BEGIN Entries shown
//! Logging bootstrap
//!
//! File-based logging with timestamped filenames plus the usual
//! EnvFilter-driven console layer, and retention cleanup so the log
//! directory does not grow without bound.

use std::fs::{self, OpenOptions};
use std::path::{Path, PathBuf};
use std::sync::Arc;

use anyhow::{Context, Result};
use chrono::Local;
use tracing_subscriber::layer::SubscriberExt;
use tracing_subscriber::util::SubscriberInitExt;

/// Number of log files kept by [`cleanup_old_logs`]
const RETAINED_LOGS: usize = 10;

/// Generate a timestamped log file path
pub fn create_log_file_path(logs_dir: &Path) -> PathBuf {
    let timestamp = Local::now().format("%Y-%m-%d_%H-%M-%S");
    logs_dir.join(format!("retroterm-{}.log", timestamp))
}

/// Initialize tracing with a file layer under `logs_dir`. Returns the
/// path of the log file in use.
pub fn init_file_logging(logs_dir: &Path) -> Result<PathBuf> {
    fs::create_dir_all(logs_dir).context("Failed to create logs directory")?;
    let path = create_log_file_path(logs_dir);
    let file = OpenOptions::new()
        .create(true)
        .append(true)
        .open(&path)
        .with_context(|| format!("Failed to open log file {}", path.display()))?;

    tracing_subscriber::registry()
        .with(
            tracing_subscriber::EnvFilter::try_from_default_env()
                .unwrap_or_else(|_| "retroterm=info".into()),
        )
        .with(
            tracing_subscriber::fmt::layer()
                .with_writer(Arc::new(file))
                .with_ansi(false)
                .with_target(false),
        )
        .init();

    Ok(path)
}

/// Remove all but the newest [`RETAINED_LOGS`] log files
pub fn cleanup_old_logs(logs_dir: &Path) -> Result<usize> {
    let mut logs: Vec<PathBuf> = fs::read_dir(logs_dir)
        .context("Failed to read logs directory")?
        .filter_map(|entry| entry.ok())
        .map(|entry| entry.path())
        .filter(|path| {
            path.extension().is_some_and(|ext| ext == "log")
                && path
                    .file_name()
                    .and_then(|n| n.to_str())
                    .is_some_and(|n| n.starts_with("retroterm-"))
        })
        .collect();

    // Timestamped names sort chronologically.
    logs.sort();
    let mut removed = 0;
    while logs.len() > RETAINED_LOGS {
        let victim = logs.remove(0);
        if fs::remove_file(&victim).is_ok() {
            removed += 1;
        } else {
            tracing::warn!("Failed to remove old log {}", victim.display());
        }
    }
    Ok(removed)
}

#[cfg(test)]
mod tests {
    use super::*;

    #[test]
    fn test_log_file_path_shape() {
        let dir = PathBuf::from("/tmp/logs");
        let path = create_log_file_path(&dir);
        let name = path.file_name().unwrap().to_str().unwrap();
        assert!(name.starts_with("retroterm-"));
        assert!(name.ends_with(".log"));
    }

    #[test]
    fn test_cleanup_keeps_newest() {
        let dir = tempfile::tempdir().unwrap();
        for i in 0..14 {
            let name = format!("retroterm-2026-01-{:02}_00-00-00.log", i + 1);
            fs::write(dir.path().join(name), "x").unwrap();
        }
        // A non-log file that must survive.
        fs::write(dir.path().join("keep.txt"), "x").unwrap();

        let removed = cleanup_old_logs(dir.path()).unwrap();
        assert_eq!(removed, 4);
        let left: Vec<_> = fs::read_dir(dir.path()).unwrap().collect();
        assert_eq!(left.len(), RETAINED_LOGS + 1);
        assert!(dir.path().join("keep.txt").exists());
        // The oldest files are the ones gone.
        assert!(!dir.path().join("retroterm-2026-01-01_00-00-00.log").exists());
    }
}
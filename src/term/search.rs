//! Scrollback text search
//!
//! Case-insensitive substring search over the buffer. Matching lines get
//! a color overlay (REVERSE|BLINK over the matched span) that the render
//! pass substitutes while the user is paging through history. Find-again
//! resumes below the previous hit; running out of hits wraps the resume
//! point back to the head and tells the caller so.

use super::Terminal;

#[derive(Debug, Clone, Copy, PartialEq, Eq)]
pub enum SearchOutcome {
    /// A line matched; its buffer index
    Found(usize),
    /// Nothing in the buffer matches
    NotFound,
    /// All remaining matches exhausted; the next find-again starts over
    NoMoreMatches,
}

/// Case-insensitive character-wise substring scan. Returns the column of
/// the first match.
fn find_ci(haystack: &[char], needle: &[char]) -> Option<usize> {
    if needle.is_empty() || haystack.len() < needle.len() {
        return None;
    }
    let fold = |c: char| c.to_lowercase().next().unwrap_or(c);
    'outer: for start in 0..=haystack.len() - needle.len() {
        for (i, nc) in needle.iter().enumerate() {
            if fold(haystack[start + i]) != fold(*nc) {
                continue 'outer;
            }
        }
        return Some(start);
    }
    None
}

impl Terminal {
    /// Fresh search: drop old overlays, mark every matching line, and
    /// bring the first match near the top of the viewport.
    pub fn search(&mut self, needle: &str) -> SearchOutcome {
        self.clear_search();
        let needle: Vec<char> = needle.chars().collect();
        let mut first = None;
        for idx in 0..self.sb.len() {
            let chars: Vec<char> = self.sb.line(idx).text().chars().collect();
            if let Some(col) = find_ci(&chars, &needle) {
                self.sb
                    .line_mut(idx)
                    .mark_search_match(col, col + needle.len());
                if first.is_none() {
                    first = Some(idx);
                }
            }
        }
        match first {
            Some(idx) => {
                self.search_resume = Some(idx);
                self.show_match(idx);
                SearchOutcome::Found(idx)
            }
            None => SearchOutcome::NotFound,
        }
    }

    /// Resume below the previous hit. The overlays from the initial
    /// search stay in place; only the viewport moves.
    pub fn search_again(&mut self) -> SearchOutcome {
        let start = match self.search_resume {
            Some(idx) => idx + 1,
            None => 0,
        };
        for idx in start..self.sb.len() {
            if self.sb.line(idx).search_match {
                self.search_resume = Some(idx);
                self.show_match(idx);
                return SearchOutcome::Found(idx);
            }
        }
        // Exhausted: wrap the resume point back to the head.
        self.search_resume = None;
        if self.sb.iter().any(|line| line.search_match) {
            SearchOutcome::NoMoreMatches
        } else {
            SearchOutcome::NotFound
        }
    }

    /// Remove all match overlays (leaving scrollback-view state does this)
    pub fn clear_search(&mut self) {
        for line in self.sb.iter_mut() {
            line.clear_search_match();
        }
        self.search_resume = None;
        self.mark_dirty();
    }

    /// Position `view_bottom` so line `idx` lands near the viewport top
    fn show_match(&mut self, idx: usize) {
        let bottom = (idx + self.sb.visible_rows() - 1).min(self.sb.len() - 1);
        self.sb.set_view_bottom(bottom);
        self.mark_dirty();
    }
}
END Entries shown
Please reproduce exactly the lines from the first one of the records above through the line containing "let mut logs: Vec<PathBuf>", both included, and nothing else.

//! Logging bootstrap
//!
//! File-based logging with timestamped filenames plus the usual
//! EnvFilter-driven console layer, and retention cleanup so the log
//! directory does not grow without bound.

use std::fs::{self, OpenOptions};
use std::path::{Path, PathBuf};
use std::sync::Arc;

use anyhow::{Context, Result};
use chrono::Local;
use tracing_subscriber::layer::SubscriberExt;
use tracing_subscriber::util::SubscriberInitExt;

/// Number of log files kept by [`cleanup_old_logs`]
const RETAINED_LOGS: usize = 10;

/// Generate a timestamped log file path
pub fn create_log_file_path(logs_dir: &Path) -> PathBuf {
    let timestamp = Local::now().format("%Y-%m-%d_%H-%M-%S");
    logs_dir.join(format!("retroterm-{}.log", timestamp))
}

/// Initialize tracing with a file layer under `logs_dir`. Returns the
/// path of the log file in use.
pub fn init_file_logging(logs_dir: &Path) -> Result<PathBuf> {
    fs::create_dir_all(logs_dir).context("Failed to create logs directory")?;
    let path = create_log_file_path(logs_dir);
    let file = OpenOptions::new()
        .create(true)
        .append(true)
        .open(&path)
        .with_context(|| format!("Failed to open log file {}", path.display()))?;

    tracing_subscriber::registry()
        .with(
            tracing_subscriber::EnvFilter::try_from_default_env()
                .unwrap_or_else(|_| "retroterm=info".into()),
        )
        .with(
            tracing_subscriber::fmt::layer()
                .with_writer(Arc::new(file))
                .with_ansi(false)
                .with_target(false),
        )
        .init();

    Ok(path)
}

/// Remove all but the newest [`RETAINED_LOGS`] log files
pub fn cleanup_old_logs(logs_dir: &Path) -> Result<usize> {
    let mut logs: Vec<PathBuf> = fs::read_dir(logs_dir)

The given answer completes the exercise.